EL CAFÉ Y SU DEVENIR EN COATEPEC
El Regional Coatepec 24 de junio de 2025
EL CAFÉ Y SU DEVENIR EN COATEPEC
Rafael Rojas Colorado
Cierta tarde que visité
a mi amigo Avelino Hernández, amablemente me obsequió su reciente libro
titulado “El Café y su Devenir en Coatepec”. Al llegar a mi casa abrí sus
páginas y comencé a leer. Una lectura amena y de matices poéticos, exaltando la
flora y el vergel donde crece el café que da identidad a Coatepec;
inmediatamente nos trasporta a los extensos y virginales cafetales que
abrazaban cálidamente a este pueblo de muchos campesinos, jornadas de folclor
en la siembra y la cosecha, días de amor, trabajo y alegría armonizando en las
fincas que se extendían hasta donde las montañas no permitían pasar a la vista.
El texto se divide en dos partes, la
primera nos abre una puerta al pasado, es decir a la niñez de Avelino, siempre
muy cerca de la abuela Pastora, quien amaba a su nieto. Apenas un duende en el
seno de la niñez observaba su entorno; a él llegaban los aromas, y olores de la
leña, el ocote, las llamas de colores que se asomaban debajo del comal mientras
calentaba las tortillas. Respiraba el aire del campo, sus frutos, los espíritus
que cuidan el bosque y, por supuesto el café que pendía de las matas con el
color de los cerezos. En plena niñez estos aromas se fueron adhiriendo a sus
fosas nasales y paladar, comenzando a sensibilizar las glándulas degustativas.
Comenzó inocentemente a diferenciar un aroma de otro, un olor de otro más, los
sabores, y así, sucesivamente, se fue desarrollando su capacidad que
perfeccionaría en futuras prácticas. Las raíces de su origen ligadas a la vida
rural y campirana se despertarían ampliamente al estar en contacto con las
labores del café, así nació un catador del aromático coatepecano forjado en
años de trabajo y experiencias, cuyo conocimiento ha trascendido las fronteras
de los pueblos del estado de Veracruz y mucho más lejos.
La
segunda parte hace evocar algunos pasajes bíblicos, por ejemplo, la barca de
Noé en la que soportó el diluvio y después de cuarenta días y noches, la vida
despertó y todo volvió a florecer.

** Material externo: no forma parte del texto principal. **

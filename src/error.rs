//! Error types for termfleet.

use std::io;
use std::path::PathBuf;
use thiserror::Error;

/// Main error type for termfleet operations.
#[derive(Error, Debug)]
pub enum Error {
    /// Relay transport-level errors
    #[error("Transport error: {0}")]
    Transport(#[from] TransportError),

    /// Session state-machine errors
    #[error("Session error: {0}")]
    Session(#[from] SessionError),

    /// Inventory lookup errors
    #[error("Inventory error: {0}")]
    Inventory(#[from] InventoryError),

    /// I/O error outside any session stage (log/archive directory setup)
    #[error("I/O error: {0}")]
    Io(#[from] io::Error),
}

/// Transport layer errors (relay connection, stream I/O).
#[derive(Error, Debug)]
pub enum TransportError {
    /// Failed to connect to the terminal-server relay
    #[error("Connection failed to {host}:{port}: {source}")]
    ConnectionFailed {
        host: String,
        port: String,
        #[source]
        source: io::Error,
    },

    /// Operation timed out
    #[error("Operation timed out after {0:?}")]
    Timeout(std::time::Duration),

    /// Connection was closed by the relay or the device
    #[error("Connection disconnected")]
    Disconnected,

    /// I/O error on the stream
    #[error("I/O error: {0}")]
    Io(#[from] io::Error),
}

/// Session layer errors. Each variant maps to one stage of the device
/// dialog; lower-level stream errors are normalized into the stage's
/// `reason` before they reach a caller.
#[derive(Error, Debug)]
pub enum SessionError {
    /// Login dialog did not reach a usable prompt
    #[error("login failed on {device}: {reason}")]
    LoginFailed { device: String, reason: String },

    /// Privilege escalation failed
    #[error("enable failed on {device}: {reason}")]
    EnableFailed { device: String, reason: String },

    /// Factory reset sequence failed
    #[error("factory reset failed on {device}: {reason}")]
    ResetFailed { device: String, reason: String },

    /// Command execution failed
    #[error("command {command:?} failed on {device}: {reason}")]
    CommandFailed {
        device: String,
        command: String,
        reason: String,
    },

    /// Configuration push failed
    #[error("configuration push failed on {device}: {reason}")]
    ConfigPushFailed { device: String, reason: String },

    /// Configuration push source file does not exist
    #[error("configuration file not found: {path}")]
    MissingConfigFile { path: PathBuf },

    /// Running-configuration archival failed
    #[error("configuration save failed on {device}: {reason}")]
    SaveConfigFailed { device: String, reason: String },

    /// The stream presented a state no transition covers. Never expected;
    /// signals a bug or a badly misbehaving device.
    #[error("unexpected stream state: {context}")]
    UnexpectedStream { context: String },
}

/// Inventory layer errors (pod/router/switch lookup, data file loading).
#[derive(Error, Debug)]
pub enum InventoryError {
    /// Pod number outside the provisioned range
    #[error("pod number {0} is out of range")]
    PodOutOfRange(u32),

    /// Pod number refers to a reserved/unavailable slot
    #[error("pod number {0} is reserved")]
    PodReserved(u32),

    /// Router instance number outside the pod's range
    #[error("router number {0} is out of range")]
    RouterOutOfRange(u32),

    /// Switch instance number outside the pod's range
    #[error("switch number {0} is out of range")]
    SwitchOutOfRange(u32),

    /// Inventory data file could not be read
    #[error("failed to read inventory data {path}: {source}")]
    DataFile {
        path: PathBuf,
        #[source]
        source: io::Error,
    },

    /// Inventory data file could not be parsed
    #[error("invalid inventory data: {0}")]
    DataFormat(#[from] serde_json::Error),
}

/// Result type alias using termfleet's Error.
pub type Result<T> = std::result::Result<T, Error>;
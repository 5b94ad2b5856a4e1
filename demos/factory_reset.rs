//! Factory-reset every selected pod device, ten at a time.
//!
//! ```sh
//! export TERMFLEET_USERNAME=operator
//! export TERMFLEET_PASSWORD=secret
//! export TERMFLEET_ENABLE_PASSWORDS=secret,fallback
//! export TERMFLEET_PODS=1,2
//! cargo run --example factory_reset
//! ```
//!
//! Reads the inventory from `inventory.json` (override with
//! `TERMFLEET_INVENTORY`). Ctrl-C aborts the whole run. Exits non-zero
//! if any device failed.

use std::path::Path;
use std::process::ExitCode;

use secrecy::SecretString;
use tokio_util::sync::CancellationToken;

use termfleet::{
    default_execution_name, Credentials, ExecutionContext, FleetOperation, Harness, Inventory,
    RunSpec,
};

fn env(name: &str) -> String {
    std::env::var(name).unwrap_or_else(|_| panic!("{name} must be set"))
}

fn env_list(name: &str, default: &str) -> Vec<u32> {
    std::env::var(name)
        .unwrap_or_else(|_| default.to_string())
        .split(',')
        .map(|n| n.trim().parse().expect("numeric list"))
        .collect()
}

#[tokio::main]
async fn main() -> ExitCode {
    env_logger::init();

    let inventory_path =
        std::env::var("TERMFLEET_INVENTORY").unwrap_or_else(|_| "inventory.json".to_string());
    let inventory = match Inventory::from_json_file(Path::new(&inventory_path)) {
        Ok(inventory) => inventory,
        Err(e) => {
            eprintln!("cannot load inventory: {e}");
            return ExitCode::FAILURE;
        }
    };

    let pods = env_list("TERMFLEET_PODS", "1");
    let devices = match inventory
        .pod_routers(&pods, &[1, 2, 3, 4])
        .and_then(|mut routers| {
            let switches = inventory.pod_switches(&pods, &[1])?;
            routers.extend(switches);
            Ok(routers)
        }) {
        Ok(devices) => devices,
        Err(e) => {
            eprintln!("inventory lookup failed: {e}");
            return ExitCode::FAILURE;
        }
    };

    let run = default_execution_name();
    let contexts: Vec<_> = devices
        .into_iter()
        .map(|d| ExecutionContext::new(d, run.clone()))
        .collect();

    let spec = RunSpec {
        credentials: Credentials::new(env("TERMFLEET_USERNAME"), env("TERMFLEET_PASSWORD")),
        enable_passwords: env("TERMFLEET_ENABLE_PASSWORDS")
            .split(',')
            .map(|p| SecretString::from(p.to_string()))
            .collect(),
        operation: FleetOperation::FactoryReset { erase_vlan: true },
    };

    let cancel = CancellationToken::new();
    let interrupt = cancel.clone();
    tokio::spawn(async move {
        if tokio::signal::ctrl_c().await.is_ok() {
            eprintln!("interrupt received, aborting the run");
            interrupt.cancel();
        }
    });

    let report = Harness::default().run(contexts, spec, cancel).await;
    println!(
        "Elapsed time: {:.2}s ({} completed, {} failed)",
        report.elapsed.as_secs_f64(),
        report.completed(),
        report.failed()
    );

    if report.failed() > 0 || report.was_cancelled() {
        ExitCode::FAILURE
    } else {
        ExitCode::SUCCESS
    }
}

De manera alegórica, del cráter del volcán
Nauhcampatépetl –Cofre de Perote–, una mítica barca con dioses y ofrendas,
descienden por una vena de aguas cristalinas en busca de la lluvia y verdes
bosques, profetizando que esta tierra es fértil para la siembra, así las aves
se encargaron de propagar por toda la región el espíritu del café. Avelino,
poéticamente entrelaza su narración con la fauna y la flora, con el viento, la
niebla, el sol y los espíritus del campo que son los que resguardan desde lo
invisible el proceso vegetal de la cosecha en esta tierra sagrada.
Los
fragmentos poéticos son breves, pero muy gratos, nos introducen en el corazón
de la naturaleza para conocer los secretos que el campo esconde, pero vigila
que todo permanezca en armonía. Lo cierto es que al penetrar en esos senderos
el encanto que allí predomina no se desea abandonar por ningún motivo, solo el
punto final nos regresa a la realidad.
El
ingenio literario de Avelino Hernández generó la idea mostrar cómo se proliferó
el café en Coatepec de una manera metafórica, tal vez alegórica a través de las
letras e imágenes, creando un camino perfumado de los aromas que exhalan los
bosques por el que llegó la semilla a esta tierra; y aunque la realidad del
camino que proviene el grano es otra, esta historia la hace suya el lector,
simplemente por ser una lectura muy sutil, escrita por un ser humano por cuyas
venas circula la esencia del café.
Edición: Olivia Guarneros, Luis Gastélum, Nacho
Marcué.
El libro está bellamente ilustrado por el
artista coatepecano: José Porfirio Luis Rizo.